Roman Unuchek, a Kaspersky Lab Expert, wrote that while Obad.a uses the usual Android infection routes of SMS, aka texting, spam; fake Google Play stores; and cracked or otherwise untrustworthy Android software downloads sites — its latest trick make it more infectious than the usual Android Trojan.
What happens is that Obad.a is distributed along with another mobile Trojan, SMS.AndroidOS.Opfake.a. This uses the usual routes to infect an Android usually while pretending to be another desirable program. Once in place, Opfake.a uses Google Cloud Messaging (GCM) to send the user a text message with the following text:
MMS message has been delivered, download from www.otkroi.com.
If the user clicks on the link, a file named mms.apk, containing Opfake.a, is automatically loaded onto the smartphone or tablet. Then again, the user has to be a bit of an idiot and users run the downloaded program. If that happens, the botnet's command and control server can instruct the Trojan to send out the following message to all the contacts in the victim’s address book:
You have a new MMS message, download at - http://otkroi.net/12
If the people who get this message follow the link , they'll automatically loads Obad.a under the names of mms.apk or mmska.apk. And, if they foolishly run these programs, they'll get a case of Obad.a.
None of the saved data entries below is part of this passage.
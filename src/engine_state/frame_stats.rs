//! Once-a-second frame statistics: frame rate, faces drawn and where the
//! player is.

use cgmath::Point3;
use web_time::{Duration, Instant};

const REPORT_INTERVAL: Duration = Duration::from_secs(1);

/// Figures for one reporting window.
#[derive(Debug, Clone, Copy, PartialEq)]
pub struct FrameReport {
    pub frames_per_second: f32,
    pub faces_per_second: f32,
    pub faces_per_frame: f32,
}

pub struct FrameStats {
    enabled: bool,
    window_start: Instant,
    frames: u32,
    faces: u64,
}

impl FrameStats {
    pub fn new(enabled: bool, now: Instant) -> Self {
        Self {
            enabled,
            window_start: now,
            frames: 0,
            faces: 0,
        }
    }

    #[cfg(test)]
    pub fn enabled(&self) -> bool {
        self.enabled
    }

    pub fn toggle(&mut self) {
        self.enabled = !self.enabled;
        log::info!("Frame statistics {}", if self.enabled { "on" } else { "off" });
    }

    /// Counts a finished frame and the faces it drew.
    pub fn record_frame(&mut self, faces: usize) {
        self.frames += 1;
        self.faces += faces as u64;
    }

    /// Closes the window once a second has passed.
    ///
    /// Counters reset whether or not reporting is enabled, so turning it on
    /// never reports a stale window.
    ///
    /// # Returns
    /// The report when a window closed while enabled.
    pub fn end_window(&mut self, now: Instant, player_position: Point3<f32>) -> Option<FrameReport> {
        let elapsed = now.saturating_duration_since(self.window_start);
        if elapsed < REPORT_INTERVAL {
            return None;
        }

        let seconds = elapsed.as_secs_f32();
        let report = FrameReport {
            frames_per_second: self.frames as f32 / seconds,
            faces_per_second: self.faces as f32 / seconds,
            faces_per_frame: if self.frames == 0 { 0.0 } else { self.faces as f32 / self.frames as f32 },
        };

        self.window_start = now;
        self.frames = 0;
        self.faces = 0;

        if !self.enabled {
            return None;
        }

        log::info!(
            "{:.1} FPS, {:.1} faces/sec, {:.1} faces/frame, player at {:.0} {:.0} {:.0}",
            report.frames_per_second,
            report.faces_per_second,
            report.faces_per_frame,
            player_position.x,
            player_position.y,
            player_position.z
        );
        Some(report)
    }
}

#[cfg(test)]
mod tests {
    use super::*;

    fn origin() -> Point3<f32> {
        Point3::new(0.0, 0.0, 0.0)
    }

    #[test]
    fn reports_once_a_second() {
        let start = Instant::now();
        let mut stats = FrameStats::new(true, start);
        for _ in 0..4 {
            stats.record_frame(250);
        }

        assert_eq!(stats.end_window(start + Duration::from_millis(500), origin()), None);

        let report = stats
            .end_window(start + Duration::from_secs(2), origin())
            .expect("a full window has passed");
        assert_eq!(report.frames_per_second, 2.0);
        assert_eq!(report.faces_per_second, 500.0);
        assert_eq!(report.faces_per_frame, 250.0);
    }

    #[test]
    fn disabled_stats_still_reset_the_window() {
        let start = Instant::now();
        let mut stats = FrameStats::new(false, start);
        stats.record_frame(10);
        assert_eq!(stats.end_window(start + Duration::from_secs(1), origin()), None);

        stats.toggle();
        assert!(stats.enabled());
        let report = stats
            .end_window(start + Duration::from_secs(2), origin())
            .expect("enabled now");
        assert_eq!(report.faces_per_frame, 0.0);
    }
}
All of this requires mindless clicking by users to work, but guess what? There are a lot of idiots out there.
According to Unuchek, data from a leading Russian mobile operator showed that "in the space of five hours, 600 messages were sent with one of the Trojan-SMS.AndroidOS.Opfake.a modifications. In most cases delivery was via infected devices, while previously similar distributions used SMS gateways. At the same time, only a few devices infected with Opfake.a distributed links to Obad.a, so we could conclude that the creators of the dangerous Trojan rented part of a mobile botnet to spread their brainchild."
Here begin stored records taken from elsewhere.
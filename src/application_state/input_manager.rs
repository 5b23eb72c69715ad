//! # Input Manager
//!
//! Collects window and device events between frames and turns them into a
//! [`ProcessedInputState`] of press/hold/release transitions.

use std::collections::{HashMap, HashSet};

use winit::{
    event::{ElementState, KeyEvent, MouseButton, WindowEvent},
    keyboard::{KeyCode, PhysicalKey},
};

use super::input_state::{MouseInput, ProcessedInputState, RawInputState};

const KEY_CODES: [KeyCode; 10] = [
    KeyCode::KeyW,
    KeyCode::KeyS,
    KeyCode::KeyA,
    KeyCode::KeyD,
    KeyCode::Space,
    KeyCode::KeyZ,
    KeyCode::KeyJ,
    KeyCode::KeyN,
    KeyCode::KeyQ,
    KeyCode::Escape,
];

const MOUSE_BUTTONS: [MouseButton; 3] = [MouseButton::Left, MouseButton::Right, MouseButton::Back];

/// Tracks the tracked keys and mouse buttons across frames.
pub struct InputManager {
    /// State of each tracked key at the end of the previous frame
    pub keyboard_inputs_old: HashMap<KeyCode, bool>,
    /// Current state of each tracked key
    pub keyboard_inputs_new: HashMap<KeyCode, bool>,
    /// Keys that went down since the last frame, so a tap shorter than a
    /// frame still registers
    pub keys_pressed: HashSet<KeyCode>,
    pub mouse_inputs: MouseInput,
}

impl InputManager {
    /// Creates a manager with every tracked key and button released.
    pub fn new() -> Self {
        let keyboard_inputs_old: HashMap<KeyCode, bool> = KEY_CODES.iter().map(|&key| (key, false)).collect();
        let keyboard_inputs_new = keyboard_inputs_old.clone();

        let mouse_button_inputs_old: HashMap<MouseButton, bool> =
            MOUSE_BUTTONS.iter().map(|&button| (button, false)).collect();
        let mouse_button_inputs_new = mouse_button_inputs_old.clone();

        Self {
            keyboard_inputs_old,
            keyboard_inputs_new,
            keys_pressed: HashSet::new(),
            mouse_inputs: MouseInput {
                mouse_button_inputs_old,
                mouse_button_inputs_new,
                mouse_buttons_pressed: HashSet::new(),
                mouse_delta: None,
            },
        }
    }

    /// Copies current key and button states into the previous-frame maps.
    ///
    /// A key tapped within the frame counts as down, so its release shows
    /// up on the next frame.
    pub fn move_old_states(&mut self) {
        for (key, new_state) in self.keyboard_inputs_new.iter() {
            if let Some(old_state) = self.keyboard_inputs_old.get_mut(key) {
                *old_state = *new_state || self.keys_pressed.contains(key);
            }
        }

        let mouse = &mut self.mouse_inputs;
        for (button, new_state) in mouse.mouse_button_inputs_new.iter() {
            if let Some(old_state) = mouse.mouse_button_inputs_old.get_mut(button) {
                *old_state = *new_state || mouse.mouse_buttons_pressed.contains(button);
            }
        }
    }

    /// Records key and mouse button changes from a window event.
    pub fn intake_input(&mut self, event: &WindowEvent) {
        match event {
            WindowEvent::KeyboardInput {
                event:
                    KeyEvent {
                        state,
                        physical_key: PhysicalKey::Code(key),
                        repeat: false,
                        ..
                    },
                ..
            } => self.set_key(*key, *state == ElementState::Pressed),
            WindowEvent::MouseInput { button, state, .. } => {
                self.set_mouse_button(*button, *state == ElementState::Pressed)
            }
            _ => {}
        }
    }

    /// Records a tracked key going down or up. Untracked keys are ignored.
    pub fn set_key(&mut self, key: KeyCode, pressed: bool) {
        if let Some(key_state) = self.keyboard_inputs_new.get_mut(&key) {
            *key_state = pressed;
            if pressed {
                self.keys_pressed.insert(key);
            }
        }
    }

    /// Records a tracked mouse button going down or up.
    pub fn set_mouse_button(&mut self, button: MouseButton, pressed: bool) {
        let mouse = &mut self.mouse_inputs;
        if let Some(button_state) = mouse.mouse_button_inputs_new.get_mut(&button) {
            *button_state = pressed;
            if pressed {
                mouse.mouse_buttons_pressed.insert(button);
            }
        }
    }

    /// Adds raw relative mouse motion to this frame's total.
    pub fn intake_mouse_motion(&mut self, delta: (f64, f64)) {
        let (dx, dy) = self.mouse_inputs.mouse_delta.unwrap_or((0.0, 0.0));
        self.mouse_inputs.mouse_delta = Some((dx + delta.0, dy + delta.1));
    }

    /// Classifies every tracked key and button against the previous frame.
    pub fn create_processed_input_state(&self) -> ProcessedInputState {
        let keyboard_states = self
            .keyboard_inputs_new
            .iter()
            .map(|(key, &new_state)| {
                let old_state = self.keyboard_inputs_old.get(key).copied().unwrap_or(false);
                let pressed = self.keys_pressed.contains(key);
                (*key, RawInputState::from_frame(old_state, new_state, pressed))
            })
            .collect();

        let mouse_button_states = self
            .mouse_inputs
            .mouse_button_inputs_new
            .iter()
            .map(|(button, &new_state)| {
                let old_state = self
                    .mouse_inputs
                    .mouse_button_inputs_old
                    .get(button)
                    .copied()
                    .unwrap_or(false);
                let pressed = self.mouse_inputs.mouse_buttons_pressed.contains(button);
                (*button, RawInputState::from_frame(old_state, new_state, pressed))
            })
            .collect();

        ProcessedInputState {
            keyboard_states,
            mouse_button_states,
            mouse_delta: self.mouse_inputs.mouse_delta,
        }
    }

    /// Returns this frame's processed input and starts the next frame.
    pub fn get_and_reset_processed_input(&mut self) -> ProcessedInputState {
        let processed_input = self.create_processed_input_state();
        self.reset_inputs();
        processed_input
    }

    /// Ends the frame: current states become previous ones and motion is
    /// cleared.
    pub fn reset_inputs(&mut self) {
        self.move_old_states();
        self.keys_pressed.clear();
        self.mouse_inputs.mouse_buttons_pressed.clear();
        self.mouse_inputs.mouse_delta = None;
    }

    /// Releases everything, e.g. when the window loses focus, so no key
    /// stays stuck down.
    pub fn release_all(&mut self) {
        self.keyboard_inputs_new.values_mut().for_each(|state| *state = false);
        self.mouse_inputs
            .mouse_button_inputs_new
            .values_mut()
            .for_each(|state| *state = false);
        self.mouse_inputs.mouse_delta = None;
    }
}

impl Default for InputManager {
    fn default() -> Self {
        Self::new()
    }
}

#[cfg(test)]
mod tests {
    use super::*;

    #[test]
    fn motion_accumulates_until_reset() {
        let mut manager = InputManager::new();
        manager.intake_mouse_motion((3.0, -1.0));
        manager.intake_mouse_motion((2.0, 4.0));

        let processed = manager.get_and_reset_processed_input();
        assert_eq!(processed.mouse_delta, Some((5.0, 3.0)));
        assert_eq!(manager.create_processed_input_state().mouse_delta, None);
    }

    #[test]
    fn key_goes_pressed_held_released() {
        let mut manager = InputManager::new();

        manager.keyboard_inputs_new.insert(KeyCode::KeyW, true);
        let first = manager.get_and_reset_processed_input();
        assert_eq!(first.get_key_state(KeyCode::KeyW), RawInputState::Pressed);

        let second = manager.get_and_reset_processed_input();
        assert_eq!(second.get_key_state(KeyCode::KeyW), RawInputState::Held);

        manager.keyboard_inputs_new.insert(KeyCode::KeyW, false);
        let third = manager.get_and_reset_processed_input();
        assert_eq!(third.get_key_state(KeyCode::KeyW), RawInputState::Released);
    }

    #[test]
    fn click_within_one_frame_is_pressed_then_released() {
        let mut manager = InputManager::new();
        manager.set_mouse_button(MouseButton::Left, true);
        manager.set_mouse_button(MouseButton::Left, false);

        let first = manager.get_and_reset_processed_input();
        assert!(first.get_mouse_button_state(MouseButton::Left).is_just_pressed());

        let second = manager.get_and_reset_processed_input();
        assert!(second.get_mouse_button_state(MouseButton::Left).is_just_released());

        let third = manager.get_and_reset_processed_input();
        assert_eq!(third.get_mouse_button_state(MouseButton::Left), RawInputState::NotPressed);
    }

    #[test]
    fn key_tap_within_one_frame_still_fires_its_release() {
        let mut manager = InputManager::new();
        manager.set_key(KeyCode::KeyJ, true);
        manager.set_key(KeyCode::KeyJ, false);

        assert!(manager.get_and_reset_processed_input().get_key_state(KeyCode::KeyJ).is_just_pressed());
        assert!(manager.get_and_reset_processed_input().get_key_state(KeyCode::KeyJ).is_just_released());
    }

    #[test]
    fn untracked_keys_are_not_latched() {
        let mut manager = InputManager::new();
        manager.set_key(KeyCode::KeyX, true);
        assert!(manager.keys_pressed.is_empty());
    }

    #[test]
    fn release_all_lets_go_of_held_keys() {
        let mut manager = InputManager::new();
        manager.keyboard_inputs_new.insert(KeyCode::KeyD, true);
        manager.get_and_reset_processed_input();

        manager.release_all();
        let processed = manager.get_and_reset_processed_input();
        assert_eq!(processed.get_key_state(KeyCode::KeyD), RawInputState::Released);
    }
}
The net result is that this botnet is capable of spreading Opfake.a and Obad.a very quickly.
Kaspersky concluded that there are "12 versions of Backdoor.AndroidOS.Obad.a. All of them had the same function set and a high level of code obfuscation. Each used an Android OS vulnerability that allows the malware to gain Device Administrator rights and made it significantly more complicated to delete."
In addition, Google has closed the security holes Obad.a used in the Android 4.3. Kaspersky also stated that "the latest version of KIS (Kaspersky Internet Security) for Android 11.1.4 can delete Obad.a from any version of Android despite the presence of vulnerabilities.